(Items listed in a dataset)
=== Section Start ===

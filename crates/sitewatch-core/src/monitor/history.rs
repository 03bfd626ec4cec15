//! Cycle history, used for availability statistics

use chrono::{DateTime, Utc};
use serde::{Deserialize, Serialize};

use crate::store::{get_json, put_json, KvStore, PersistenceError};

/// Store key of the cycle history
pub const HISTORY_KEY: &str = "cycle_history.json";

/// Most recent cycles kept
pub const HISTORY_CAP: usize = 500;

/// Compact record of one finished cycle
#[derive(Debug, Clone, PartialEq, Eq, Serialize, Deserialize)]
pub struct CycleRecord {
    pub at: DateTime<Utc>,
    pub resources_checked: usize,
    pub resources_unavailable: usize,
    pub incidents: usize,
}

impl CycleRecord {
    /// Whether every resource answered with a 2xx
    pub fn fully_available(&self) -> bool {
        self.resources_unavailable == 0
    }
}

/// Every retained record, oldest first; empty when unreadable
pub fn load_history(store: &dyn KvStore) -> Vec<CycleRecord> {
    match get_json::<Vec<CycleRecord>>(store, HISTORY_KEY) {
        Ok(records) => records.unwrap_or_default(),
        Err(e) => {
            tracing::warn!(error = %e, "Failed to read cycle history");
            Vec::new()
        }
    }
}

/// Append a record, keeping at most [`HISTORY_CAP`]
pub fn append_history(store: &dyn KvStore, record: CycleRecord) -> Result<(), PersistenceError> {
    let mut records = load_history(store);
    records.push(record);
    if records.len() > HISTORY_CAP {
        records.drain(..records.len() - HISTORY_CAP);
    }
    put_json(store, HISTORY_KEY, &records)
}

=== Section End ===

● AIM OF THE EXERCISE
Only lines that hold the string "const" belong in the answer, so copy every one of them from the records.

● OUTPUT BELOW
pub const HISTORY_KEY: &str = "cycle_history.json";
pub const HISTORY_CAP: usize = 500;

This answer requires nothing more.